Twee pop queen grows up?
Twee pop queen grows up?
Regina Spektor: What We Saw from the Cheap Seats 



It's hard to take Regina Spektor seriously some times. She has a penchant for inserting quirky vocal acrobatics into songs. If she's singing about dolphins, she'll try to sound like one. This can be fun to some or annoying to others. Thankfully, her gifts as a songwriter and classically trained pianist counter the cutesy flourishes. When asked once by a morning show anchor why she chooses to inflect her songs with playful outbursts, she replied simply, “Why not?” Maybe that's a good enough reason. It can all work together well in a live setting, but it doesn't always translate in the studio where the polish of big-name producers can render improvisational whimsy into something stale.



Ardent fans will notice many songs on her new album, What We Saw from the Cheap Seats, have been making the tour rounds for years. And therein lies the opportunity to reconstruct them for a musician now a decade older.
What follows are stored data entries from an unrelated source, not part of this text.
use super::schema::{
    EFF_BER, EFF_ERRORS, FIRMWARE_VERSION, RAW_BER, RAW_ERRORS_PER_LANE, RECOMMENDATION, STATE,
    VENDOR_NAME, VENDOR_SERIAL,
};
use crate::value::{parse_f64, parse_i64};
use nodehealth_types::LinkRecord;
use regex::Regex;
use std::collections::HashMap;
use std::sync::LazyLock;

static ANSI_ESCAPE: LazyLock<Regex> =
    LazyLock::new(|| Regex::new(r"\x1b\[[0-9;]*[A-Za-z]").unwrap());
static LABEL_LINE: LazyLock<Regex> =
    LazyLock::new(|| Regex::new(r"^\s*([^:\[]+?)\s*:\s*(.*?)\s*$").unwrap());
static BIN_LINE: LazyLock<Regex> =
    LazyLock::new(|| Regex::new(r"^\s*Bin\s+(\d+)\b.*?(\d+)\s*$").unwrap());

pub fn strip_ansi(s: &str) -> String {
    ANSI_ESCAPE.replace_all(s, "").trim().to_string()
}

/// First value seen for each `Label : value` line.
fn labels(text: &str) -> HashMap<&str, &str> {
    let mut map = HashMap::new();
    for line in text.lines() {
        if let Some(caps) = LABEL_LINE.captures(line)
            && let (Some(label), Some(value)) = (caps.get(1), caps.get(2))
        {
            map.entry(label.as_str()).or_insert(value.as_str());
        }
    }
    map
}

/// Fill `record` from mlxlink's human-readable layout.
pub(crate) fn apply(record: &mut LinkRecord, raw: &str) {
    let clean = ANSI_ESCAPE.replace_all(raw, "");
    let labels = labels(&clean);
    let text = |label: &str| {
        labels
            .get(label)
            .map(|v| v.trim())
            .filter(|v| !v.is_empty() && *v != "N/A")
            .map(str::to_string)
    };

    if let Some(v) = text(STATE) {
        record.link_state = v;
    }
    if let Some(v) = text(FIRMWARE_VERSION) {
        record.firmware_version = v;
    }
    if let Some(v) = text(VENDOR_NAME) {
        record.vendor_name = v;
    }
    if let Some(v) = text(VENDOR_SERIAL) {
        record.cable_serial = v;
    }
    if let Some(v) = text(RECOMMENDATION) {
        record.recommendation = v;
    }
    if let Some(v) = text(RAW_BER).as_deref().and_then(parse_f64) {
        record.raw_phy_ber = v;
    }
    if let Some(v) = text(EFF_BER).as_deref().and_then(parse_f64) {
        record.eff_phy_ber = v;
    }
    if let Some(v) = text(EFF_ERRORS).as_deref().and_then(parse_i64) {
        record.eff_phy_errs = v;
    }
    if let Some(lanes) = text(RAW_ERRORS_PER_LANE) {
        let counts = lanes
            .split(|c: char| c == ',' || c.is_whitespace())
            .filter(|s| !s.is_empty())
            .map(parse_i64);
        for (slot, count) in record.raw_errors_per_lane.iter_mut().zip(counts) {
            if let Some(count) = count {
                *slot = count;
            }
        }
    }

    for line in clean.lines() {
        if let Some(caps) = BIN_LINE.captures(line)
            && let (Some(bin), Some(count)) = (
                caps.get(1).and_then(|m| m.as_str().parse::<usize>().ok()),
                caps.get(2).and_then(|m| m.as_str().parse::<i64>().ok()),
            )
        {
            record.fec_bins.set(bin, count);
        }
    }
}

#[cfg(test)]
mod tests {
    use super::*;

    const SAMPLE: &str = "\
Operational Info
----------------
State                              : Active
Physical state                     : LinkUp

Troubleshooting Info
--------------------
Status Opcode                      : 0
Recommendation                     : \x1b[33mBad signal integrity\x1b[0m

Module Info
-----------
Vendor Name                        : NVIDIA
Vendor Serial Number               : MT2330FT0999

Physical Counters and BER Info
------------------------------
Time Since Last Clear [Min]        : 1440.2
Effective Physical Errors          : 12
Effective Physical BER             : 3E-13
Raw Physical Errors Per Lane       : 10,0,5,2
Raw Physical BER                   : 4E-8

Histogram of FEC Errors
-----------------------
Bin 0      : [0:0]      1000
Bin 7      : [7:7]      4
Bin 15     : [15:15]    0
";

    #[test]
    fn test_text_layout() {
        let mut record = LinkRecord::sentinel("h", "s", "mlx5_0");
        apply(&mut record, SAMPLE);
        assert_eq!(record.link_state, "Active");
        assert_eq!(record.recommendation, "Bad signal integrity");
        assert_eq!(record.cable_serial, "MT2330FT0999");
        assert_eq!(record.eff_phy_errs, 12);
        assert_eq!(record.raw_phy_ber, 4e-8);
        assert_eq!(record.raw_errors_per_lane, [10, 0, 5, 2]);
        assert_eq!(record.fec_bins.get(0), 1000);
        assert_eq!(record.fec_bins.get(7), 4);
        assert_eq!(record.fec_bins.get(15), 0);
        assert_eq!(record.fec_bins.get(3), -1);
    }

    #[test]
    fn test_strip_ansi() {
        assert_eq!(strip_ansi("\x1b[31mNo issue was observed\x1b[0m "), "No issue was observed");
    }
}
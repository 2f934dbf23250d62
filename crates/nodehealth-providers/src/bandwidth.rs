//! CUDA `bandwidthTest` runs pinned to the GPU's NUMA node.

use crate::value::parse_f64;
use nodehealth_core::CommandSpec;
use std::path::Path;
use std::time::Duration;

/// Transfer size whose row is read from the bandwidthTest table.
pub const TRANSFER_SIZE: &str = "32000000";

#[derive(Debug, Clone, Copy, PartialEq, Eq)]
pub enum Direction {
    HostToDevice,
    DeviceToHost,
}

impl Direction {
    fn flag(self) -> &'static str {
        match self {
            Direction::HostToDevice => "--htod",
            Direction::DeviceToHost => "--dtoh",
        }
    }
}

pub fn numactl_command() -> CommandSpec {
    CommandSpec::new("numactl").arg("-H")
}

pub fn command(
    binary: &Path,
    gpu: usize,
    numa_node: usize,
    direction: Direction,
    timeout: Duration,
) -> CommandSpec {
    CommandSpec::new("numactl")
        .arg(format!("-N{}", numa_node))
        .arg(format!("-m{}", numa_node))
        .arg(binary.display().to_string())
        .arg(direction.flag())
        .env("CUDA_VISIBLE_DEVICES", gpu.to_string())
        .timeout(timeout)
}

/// GB/s for [`TRANSFER_SIZE`], or `None` when the row is absent.
pub fn parse_bandwidth(output: &str) -> Option<f64> {
    output.lines().find_map(|line| {
        let mut fields = line.split_whitespace();
        if fields.next()? != TRANSFER_SIZE {
            return None;
        }
        fields.next().and_then(parse_f64)
    })
}

/// Node count from `numactl -H` (`available: 2 nodes (0-1)`).
pub fn parse_numa_nodes(output: &str) -> Option<usize> {
    output.lines().find_map(|line| {
        let rest = line.trim().strip_prefix("available:")?;
        rest.split_whitespace().next()?.parse().ok()
    })
}

/// NUMA node serving `gpu` when GPUs are spread evenly across nodes.
pub fn numa_node_for_gpu(gpu: usize, gpu_count: usize, numa_nodes: usize) -> usize {
    if gpu_count == 0 || numa_nodes <= 1 {
        return 0;
    }
    (gpu * numa_nodes / gpu_count).min(numa_nodes - 1)
}
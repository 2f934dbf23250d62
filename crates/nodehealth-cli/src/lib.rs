mod args;
mod commands;
pub mod context;
mod handlers;
mod logging;
pub mod types;
pub mod views;

pub use args::{Cli, Commands, ConfigCommand};
pub use commands::run;
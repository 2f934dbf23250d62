//! `mlxlink` link diagnostics.
//!
//! `mlxlink -m -e -c -d <dev> --rx_fec_histogram --show_histogram --json`
//! is the primary source. When stdout is not JSON (older MFT releases, or a
//! run without `--json`), the label/value text layout is parsed instead.

mod mapper;
pub mod schema;
mod text;

pub use mapper::{LinkContext, normalize_link, normalize_link_json, read_saved_link};
pub use text::strip_ansi;

use nodehealth_core::CommandSpec;
use std::time::Duration;

/// Build the collection command for one RDMA device.
pub fn command(device: &str, timeout: Duration) -> CommandSpec {
    CommandSpec::new("mlxlink")
        .args(["-m", "-e", "-c", "-d", device])
        .args(["--rx_fec_histogram", "--show_histogram", "--json"])
        .timeout(timeout)
        .sudo()
}
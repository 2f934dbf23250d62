//! `nvidia-smi` query parsers: ECC counters, row remaps, clock event
//! reasons, running processes and GPU count.

use crate::value::parse_i64;
use nodehealth_core::CommandSpec;
use nodehealth_types::{EccCounters, RemapCounts, ThrottleSample};
use regex::Regex;
use std::sync::LazyLock;
use tracing::warn;

static GPU_HEADER: LazyLock<Regex> =
    LazyLock::new(|| Regex::new(r"^GPU\s+([0-9A-Fa-f]+:[0-9A-Fa-f]+:[0-9A-Fa-f.]+)\s*$").unwrap());
static COUNTER_LINE: LazyLock<Regex> =
    LazyLock::new(|| Regex::new(r"^\s*((?:SRAM|DRAM) Uncorrectable[\w -]*?)\s*:\s*(\S+)").unwrap());

pub fn ecc_command() -> CommandSpec {
    CommandSpec::new("nvidia-smi").arg("-q")
}

pub fn remap_command() -> CommandSpec {
    CommandSpec::new("nvidia-smi").args([
        "--query-remapped-rows=remapped_rows.pending,remapped_rows.failure,remapped_rows.uncorrectable",
        "--format=csv,noheader",
    ])
}

pub fn throttle_command() -> CommandSpec {
    CommandSpec::new("nvidia-smi").args([
        "--query-gpu=clocks_event_reasons.active",
        "--format=csv,noheader,nounits",
    ])
}

pub fn processes_command() -> CommandSpec {
    CommandSpec::new("nvidia-smi").args(["-q", "-d", "PIDS"])
}

pub fn list_command() -> CommandSpec {
    CommandSpec::new("nvidia-smi").arg("-L")
}

#[derive(Clone, Copy, PartialEq, Eq)]
enum EccSection {
    None,
    Volatile,
    Aggregate,
}

/// Uncorrectable ECC counters per GPU from `nvidia-smi -q`.
///
/// Within each GPU block the first counter group is volatile and the second
/// aggregate. Drivers that split SRAM into `Parity` and `SEC-DED` rows are
/// summed; a plain `SRAM Uncorrectable` row takes precedence.
pub fn parse_ecc(output: &str) -> Vec<EccCounters> {
    let mut gpus: Vec<EccCounters> = Vec::new();
    let mut section = EccSection::None;
    let mut plain_sram_seen = false;

    for line in output.lines() {
        if let Some(caps) = GPU_HEADER.captures(line) {
            gpus.push(EccCounters {
                gpu: caps[1].to_string(),
                ..EccCounters::default()
            });
            section = EccSection::None;
            continue;
        }

        match line.trim() {
            "Volatile" => {
                section = EccSection::Volatile;
                plain_sram_seen = false;
                continue;
            }
            "Aggregate" => {
                section = EccSection::Aggregate;
                plain_sram_seen = false;
                continue;
            }
            _ => {}
        }

        let (Some(gpu), Some(caps)) = (gpus.last_mut(), COUNTER_LINE.captures(line)) else {
            continue;
        };
        if section == EccSection::None {
            continue;
        }

        let label = caps[1].trim();
        let count = parse_i64(&caps[2]).unwrap_or(0).max(0) as u64;
        let (sram, dram) = match section {
            EccSection::Volatile => (&mut gpu.volatile_sram, &mut gpu.volatile_dram),
            EccSection::Aggregate => (&mut gpu.aggregate_sram, &mut gpu.aggregate_dram),
            EccSection::None => continue,
        };

        match label {
            "SRAM Uncorrectable" => {
                *sram = count;
                plain_sram_seen = true;
            }
            "SRAM Uncorrectable Parity" | "SRAM Uncorrectable SEC-DED" if !plain_sram_seen => {
                *sram += count;
            }
            "DRAM Uncorrectable" => *dram = count,
            _ => {}
        }
    }

    gpus
}

/// Row-remap counters, one CSV line per GPU in index order.
pub fn parse_remapped_rows(output: &str) -> Vec<RemapCounts> {
    let mut rows = Vec::new();
    for (gpu, line) in output.lines().filter(|l| !l.trim().is_empty()).enumerate() {
        let fields: Vec<Option<i64>> = line.split(',').map(parse_i64).collect();
        match fields.as_slice() {
            [pending, failure, uncorrectable] => rows.push(RemapCounts {
                gpu,
                pending: pending.unwrap_or(0).max(0) as u64,
                failure: failure.unwrap_or(0).max(0) as u64,
                uncorrectable: uncorrectable.unwrap_or(0).max(0) as u64,
            }),
            _ => warn!(gpu, line, "unexpected remapped rows line"),
        }
    }
    rows
}

/// NVML clock event reason bits.
pub const CLOCK_EVENT_REASONS: &[(u64, &str)] = &[
    (0x1, "GPU_IDLE"),
    (0x2, "APPLICATIONS_CLOCKS_SETTING"),
    (0x4, "SW_POWER_CAP"),
    (0x8, "HW_SLOWDOWN"),
    (0x10, "SYNC_BOOST"),
    (0x20, "SW_THERMAL_SLOWDOWN"),
    (0x40, "HW_THERMAL_SLOWDOWN"),
    (0x80, "HW_POWER_BRAKE_SLOWDOWN"),
    (0x100, "DISPLAY_CLOCK_SETTING"),
];

pub fn decode_clock_reasons(mask: u64) -> Vec<String> {
    CLOCK_EVENT_REASONS
        .iter()
        .filter(|(bit, _)| mask & bit != 0)
        .map(|(_, name)| name.to_string())
        .collect()
}

/// Active clock event bitmasks, one line per GPU (`0x0000000000000004`).
pub fn parse_throttle(output: &str) -> Vec<ThrottleSample> {
    let mut samples = Vec::new();
    for (gpu, line) in output.lines().filter(|l| !l.trim().is_empty()).enumerate() {
        let raw = line.trim();
        let parsed = raw
            .strip_prefix("0x")
            .or_else(|| raw.strip_prefix("0X"))
            .map(|hex| u64::from_str_radix(hex, 16));
        match parsed {
            Some(Ok(mask)) => samples.push(ThrottleSample {
                gpu,
                mask,
                reasons: decode_clock_reasons(mask),
            }),
            _ => warn!(gpu, value = raw, "unreadable clock event reasons"),
        }
    }
    samples
}

/// True when `nvidia-smi -q -d PIDS` lists any compute process.
pub fn has_running_processes(output: &str) -> bool {
    output.lines().any(|l| l.trim_start().starts_with("Process ID"))
}

pub fn parse_gpu_count(output: &str) -> usize {
    output
        .lines()
        .filter(|l| l.trim_start().starts_with("GPU "))
        .count()
}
The first single, the tightly wound “All the Rowboats,” is one of her more urgent-sounding songs to date, with repetitive piano riffs and pounding drums emerging from a digitized haze. Her lyrics describe oil paintings of boats at sea—forever trying to row away but always stuck in the same spot—and the music swells around like a tempest waiting to drown it all.?



On the other side of the spectrum is the almost offensively sweet “Don't Leave Me (Ne Me Quitte Pas).” Originally a vocals-and-piano ditty on 2002's Songs, it now features plinking keyboards and a Caribbean-infused horn section that contrast lyrics about wintertime and Paris in the rain.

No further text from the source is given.